Among the entries that follow, find every line with the word "filtering" and copy it.

Stored data entries
=== Section Start ===
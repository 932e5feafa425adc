//! Tracing and logging setup
//!
//! Configures the `tracing` subscriber with environment-based filtering.

use crate::config::Environment;
use tracing::Level;
use tracing_subscriber::{
    fmt::{self, format::FmtSpan},
    layer::SubscriberExt,
    util::{SubscriberInitExt, TryInitError},
    EnvFilter,
};

/// Tracing configuration options
#[derive(Debug, Clone)]
pub struct TracingConfig {
    /// Log level filter (e.g., "info", "debug", "trace")
    pub level: Level,
    /// Enable JSON output format
    pub json: bool,
    /// Include span events (new, close)
    pub span_events: bool,
    /// Include file and line numbers
    pub file_line: bool,
    /// Include thread names
    pub thread_names: bool,
}

impl Default for TracingConfig {
    fn default() -> Self {
        Self {
            level: Level::INFO,
            json: false,
            span_events: false,
            file_line: true,
            thread_names: false,
        }
    }
}

impl TracingConfig {
    /// Create a development configuration with debug logging
    #[must_use]
    pub fn development() -> Self {
        Self {
            level: Level::DEBUG,
            json: false,
            span_events: true,
            file_line: true,
            thread_names: true,
        }
    }

    /// Create a production configuration with JSON logging
    #[must_use]
    pub fn production() -> Self {
        Self {
            level: Level::INFO,
            json: true,
            span_events: false,
            file_line: false,
            thread_names: false,
        }
    }

    /// Pick the configuration matching a deployment environment
    #[must_use]
    pub fn for_environment(env: Environment) -> Self {
        match env {
            Environment::Development => Self::development(),
            Environment::Staging => Self::default(),
            Environment::Production => Self::production(),
        }
    }

    fn span_events(&self) -> FmtSpan {
        if self.span_events {
            FmtSpan::NEW | FmtSpan::CLOSE
        } else {
            FmtSpan::NONE
        }
    }
}

/// Initialize the tracing subscriber with default configuration
///
/// Uses `RUST_LOG` environment variable for filtering if set,
/// otherwise defaults to "info" level.
///
/// # Panics
/// Panics if the subscriber cannot be initialized (usually means it's already set).
pub fn init_tracing() {
    init_tracing_with_config(TracingConfig::default());
}

/// Initialize the tracing subscriber with custom configuration
///
/// # Panics
/// Panics if the subscriber cannot be initialized (usually means it's already set).
pub fn init_tracing_with_config(config: TracingConfig) {
    if let Err(e) = install(&config) {
        panic!("failed to install tracing subscriber: {e}");
    }
}

/// Try to initialize tracing, returning Ok if successful
///
/// Unlike `init_tracing`, this function will not panic if called multiple times.
pub fn try_init_tracing() -> Result<(), TracingError> {
    try_init_tracing_with_config(TracingConfig::default())
}

/// Try to initialize tracing with custom configuration
///
/// Unlike `init_tracing_with_config`, this function will not panic if called multiple times.
pub fn try_init_tracing_with_config(config: TracingConfig) -> Result<(), TracingError> {
    install(&config).map_err(|_| TracingError::AlreadyInitialized)
}

fn install(config: &TracingConfig) -> Result<(), TryInitError> {
    let env_filter = EnvFilter::try_from_default_env()
        .unwrap_or_else(|_| EnvFilter::new(config.level.to_string()));

    let fmt_layer = fmt::layer()
        .with_file(config.file_line)
        .with_line_number(config.file_line)
        .with_thread_names(config.thread_names)
        .with_span_events(config.span_events());

    if config.json {
        // JSON format for production/structured logging
        tracing_subscriber::registry()
            .with(env_filter)
            .with(fmt_layer.json())
            .try_init()
    } else {
        tracing_subscriber::registry()
            .with(env_filter)
            .with(fmt_layer)
            .try_init()
    }
}

/// Tracing initialization errors
#[derive(Debug, thiserror::Error)]
pub enum TracingError {
    #[error("Tracing subscriber already initialized")]
    AlreadyInitialized,
}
=== Section End ===
Finished task =>
//! Configures the `tracing` subscriber with environment-based filtering.
/// Uses `RUST_LOG` environment variable for filtering if set,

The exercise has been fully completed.